Seibranz - Erschließungsträger realisiert beeindruckende Maßnahmen zum Hochwasserschutz in der Baugebietserweiterung Seibranz-Oberdorfstraße. Für die neue Baugebiets-Erweiterung Seibranz-Oberdorfstraße, deren Baubeginn am 19.03. 2018 erfolgte, fand jetzt eine spektakuläre Aktion zur Verlegung der Betonröhrensegmente des Stauraumkanals statt. Der Projektleiter des Erschließungsträgers Volksbank-Allgäu-Oberschwaben, Hermann Müller, lud zu dieser spektakulären Aktion auch Bürgermeister Bürkle ein, um anstelle eines Spatenstiches den Baubeginn des Baugebietes zu feiern und zu dokumentieren.

 

Mit einem Schwerlastkran, der vom Garten eines Anliegers aus auf engstem Raum die einzelnen Segmente mit 2,2m im Durchmesser und 3m Länge mit einem Gewicht von jeweils 12,5 Tonnen an den vorbestimmten Ort zu hieven.
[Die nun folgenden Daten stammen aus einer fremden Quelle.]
impl MachineState {
    pub fn new() -> Self {
        Self::with_config(MachineConfig::default())
    }

    pub fn with_config(config: MachineConfig) -> Self {
        MachineState {
            registers: vec![Word::Int(0); NB_OF_X_REGS],
            heap: Heap::new(config.heap_limit),
            stack: Stack::new(config.local_limit),
            trail: Trail::new(config.trail_limit),
            s: 0,
            mode: MachineMode::Read,
            b: 0,
            e: 0,
            hb: 0,
            cp: None,
            bci: 0,
            cs: 0,
            stamp: 0,
            fail: false,
            pdl: vec![],
            nil_atom: config.nil_atom,
            colon_atom: config.colon_atom,
            fd_solver: None,
            collector: None,
        }
    }

    pub fn set_fd_solver(&mut self, solver: Box<dyn FdSolver>) {
        self.fd_solver = Some(solver);
    }

    pub fn set_collector(&mut self, hooks: Box<dyn CollectorHooks>) {
        self.collector = Some(hooks);
    }

    /// Pushes an environment with `n` permanent variables, saving the
    /// continuation registers.
    pub fn allocate(&mut self, n: usize) -> MachineResult<()> {
        let prelude = AndFramePrelude {
            num_cells: n,
            e: self.e,
            cp: self.cp,
            bci: self.bci,
        };

        self.e = self.stack.allocate_and_frame(n, prelude)?;
        Ok(())
    }

    /// Pops the current environment, restoring the continuation registers.
    pub fn deallocate(&mut self) {
        let frame = *self.stack.and_frame(self.e);

        self.cp = frame.cp;
        self.bci = frame.bci;
        self.e = frame.e;
    }

    /// Pushes a choice point saving the first `arity` argument registers.
    /// `alt` is the code to resume at on backtracking; `None` makes the
    /// frame defeasible (a pure undo barrier with no alternative).
    pub fn create_choice_point(
        &mut self,
        alt: Option<CodePtr>,
        arity: usize,
    ) -> MachineResult<()> {
        let prelude = OrFramePrelude {
            num_cells: arity,
            alt,
            cp: self.cp,
            bci: self.bci,
            e: self.e,
            b: self.b,
            h: self.heap.h(),
            tr: self.trail.tr(),
            cs: self.cs,
            stamp: self.stamp + 1,
        };

        self.b = self.stack.allocate_or_frame(prelude, &self.registers[..arity])?;
        self.stamp += 1;
        self.hb = self.heap.h();
        Ok(())
    }

    /// Restores the machine to the current choice point's creation state,
    /// reloads the first `arity` saved argument registers, and replaces the
    /// frame's alternative with `alt`. The frame stays live.
    pub fn update_choice_point(&mut self, alt: Option<CodePtr>, arity: usize) {
        let b = self.b;

        self.untrail(self.stack.or_frame(b).tr);

        let frame = *self.stack.or_frame(b);

        self.cp = frame.cp;
        self.bci = frame.bci;
        self.e = frame.e;
        self.cs = frame.cs;
        self.heap.truncate(frame.h);
        self.hb = frame.h;

        self.stack.or_frame_mut(b).alt = alt;

        for i in 0..arity {
            self.registers[i] = self.stack[b + 1 + i];
        }

        self.stack.truncate(b + 1 + frame.num_cells);
    }

    /// Restores the machine to the current choice point's creation state,
    /// reloads the first `arity` saved argument registers, and pops the
    /// frame, reinstating its predecessor.
    pub fn delete_choice_point(&mut self, arity: usize) {
        let b = self.b;

        self.untrail(self.stack.or_frame(b).tr);

        let frame = *self.stack.or_frame(b);

        self.cp = frame.cp;
        self.bci = frame.bci;
        self.e = frame.e;
        self.cs = frame.cs;
        self.heap.truncate(frame.h);

        for i in 0..arity {
            self.registers[i] = self.stack[b + 1 + i];
        }

        self.assign_b(frame.b);
        self.stamp -= 1;
        self.stack.truncate(b);
    }

    pub fn create_choice_point0(&mut self, alt: Option<CodePtr>) -> MachineResult<()> {
        self.create_choice_point(alt, 0)
    }

    pub fn create_choice_point1(&mut self, alt: Option<CodePtr>) -> MachineResult<()> {
        self.create_choice_point(alt, 1)
    }

    pub fn create_choice_point2(&mut self, alt: Option<CodePtr>) -> MachineResult<()> {
        self.create_choice_point(alt, 2)
    }

    pub fn create_choice_point3(&mut self, alt: Option<CodePtr>) -> MachineResult<()> {
        self.create_choice_point(alt, 3)
    }

    pub fn create_choice_point4(&mut self, alt: Option<CodePtr>) -> MachineResult<()> {
        self.create_choice_point(alt, 4)
    }

    pub fn update_choice_point0(&mut self, alt: Option<CodePtr>) {
        self.update_choice_point(alt, 0)
    }

    pub fn update_choice_point1(&mut self, alt: Option<CodePtr>) {
        self.update_choice_point(alt, 1)
    }

    pub fn update_choice_point2(&mut self, alt: Option<CodePtr>) {
        self.update_choice_point(alt, 2)
    }

    pub fn update_choice_point3(&mut self, alt: Option<CodePtr>) {
        self.update_choice_point(alt, 3)
    }

    pub fn update_choice_point4(&mut self, alt: Option<CodePtr>) {
        self.update_choice_point(alt, 4)
    }

    pub fn delete_choice_point0(&mut self) {
        self.delete_choice_point(0)
    }

    pub fn delete_choice_point1(&mut self) {
        self.delete_choice_point(1)
    }

    pub fn delete_choice_point2(&mut self) {
        self.delete_choice_point(2)
    }

    pub fn delete_choice_point3(&mut self) {
        self.delete_choice_point(3)
    }

    pub fn delete_choice_point4(&mut self) {
        self.delete_choice_point(4)
    }

    /// Sets the B register, keeping `hb` in sync with the new frame's heap
    /// snapshot.
    pub(crate) fn assign_b(&mut self, b: usize) {
        self.b = b;
        self.hb = if b == 0 { 0 } else { self.stack.or_frame(b).h };
    }

    /// The current choice point as a storable word, for later `cut` or
    /// `soft_cut`.
    pub fn get_current_choice(&self) -> Word {
        Word::Int(self.b as i64)
    }

    fn to_choice_point(word: Word) -> usize {
        match word {
            Word::Int(b) => b as usize,
            _ => unreachable!("cut argument is not a saved choice point"),
        }
    }

    /// Discards every choice point younger than the one saved in `b_word`.
    pub fn cut(&mut self, b_word: Word) {
        self.assign_b(Self::to_choice_point(b_word));
    }

    /// Unchains exactly the choice point saved in `b_word`, leaving younger
    /// ones intact. If backtracking already discarded it, does nothing.
    pub fn soft_cut(&mut self, b_word: Word) {
        let kill_b = Self::to_choice_point(b_word);
        let mut cur_b = self.b;

        if cur_b == kill_b {
            let prev = self.stack.or_frame(cur_b).b;
            self.assign_b(prev);
            return;
        }

        // the target sits somewhere below the top of the chain; splice it
        // out. Running past it means it was already discarded.
        while cur_b > kill_b {
            let prev = self.stack.or_frame(cur_b).b;

            if prev == kill_b {
                self.stack.or_frame_mut(cur_b).b = self.stack.or_frame(kill_b).b;
                return;
            }

            cur_b = prev;
        }
    }

    /// Opens a defeasible region: work done after this call can be undone
    /// with [`defeasible_undo`](Self::defeasible_undo) or committed with
    /// [`defeasible_close`](Self::defeasible_close).
    pub fn defeasible_open(&mut self) -> MachineResult<()> {
        self.create_choice_point0(None)
    }

    /// Rolls the open defeasible region back to its opening state, keeping
    /// it open.
    pub fn defeasible_undo(&mut self) {
        self.update_choice_point0(None);
    }

    /// Closes the open defeasible region. On `success` the work done inside
    /// it is kept; otherwise it is undone.
    pub fn defeasible_close(&mut self, success: bool) {
        if success {
            let prev = self.stack.or_frame(self.b).b;
            self.assign_b(prev);
        } else {
            self.delete_choice_point0();
        }
    }
}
Bereits die Anlieferung der riesigen von der Firma Rinninger in Kisslegg hergestellten Segmente für den etwa 41 Meter langen Stauraumkanal war eine anspruchsvolle Logistikaufgabe, konnte auf einem LKW gerade einmal zwei der Monsterröhren transportiert werden.

 

In dem Baugebiet, das die Volksbank-Allgäu-Oberschwaben 2015 als Bauerwartungsland erwarb, sollen auf der 1,7 ha großen Fläche 22 Baugrundstücke für Familieneigenheime mit Größen zwischen 450 und 800 qm entstehen. „Die Bank investiert als Erschließungsträger insgesamt 1,7 Mio. € in das Projekt,“ erzählt Projektleiter Hermann Müller und erläutert die besonderen Probleme, die für das Projekt gelöst werden müssen. Ihm liege besonders die Verbesserung der Verkehrsanbindung, also eine zweite Ausfahrt aus dem Baugebiet am Herzen. Dann die Einbeziehung der bereits vorhanden Umgebungsbebauung, besonders dass für die Schüler aus dem Gebiet ein direkter Fußweg in den Ortskern besteht.

 

„Da die geplanten Häuser in einer Hanglage stehen werden soll die nun ausgeführte Maßnahme mit dem Stauraumkanal im Falle von Starkregen als Puffer dienen, damit die herabfließenden Wassermassen auf ihrem weiteren Weg gedrosselt werden, um eine Überflutung des Dorfkernes zu verhindern,“ erklärt Dipl. Ing. Joachim Grotz, Bauleiter vom Planungsbüro Fassnacht.

 

Bürgermeister Roland Bürkle wiederum sieht die Maßnahme in einem größeren Zusammenhang, nämlich der Bauentwicklung der Stadt in den nächsten 10 Jahren. Die Stadt habe dafür 18 Baugebiete angedacht, wobei sie teils selbst als Erschließungsträger auftritt, teils wird diese Aufgabe von der Volksbank-Allgäu-Oberschwaben übernommen wird. „Wir brauchen diese Baugebiete, denn der Zuzug ist ungebrochen.“ Die jetzt durchgeführte Maßnahme zum Hochwasserschutz mache ihm deutlich, wie viel sich im Bereich Erschließung geändert habe, seit er als Bürgermeister sein erstes Baugebiet erschlossen hatte.

 

Die Seibranzer dürfen sich darüber freuen, wie viel seit 12 Jahren in den Hochwasserschutz investiert wurde und im Bereich Sigebrandstraße noch von der Stadt investiert werde. Aber auch Gospoldshofen im Tal könne sich darüber freuen, die Maßnahmen wirkten sich auch dort positiv aus.

 

„14 der 22 Baugrundstücke sind bereits in der Planungsphase für örtliche Bauinteressenten reserviert worden, deren Baugesuche werden bereits im Bauamt bearbeitet. Die zukünftigen Bauherren können damit bereits im Herbst mit der Umsetzung ihrer Wohnwünsche beginnen, “ freut sich Hermann Müller.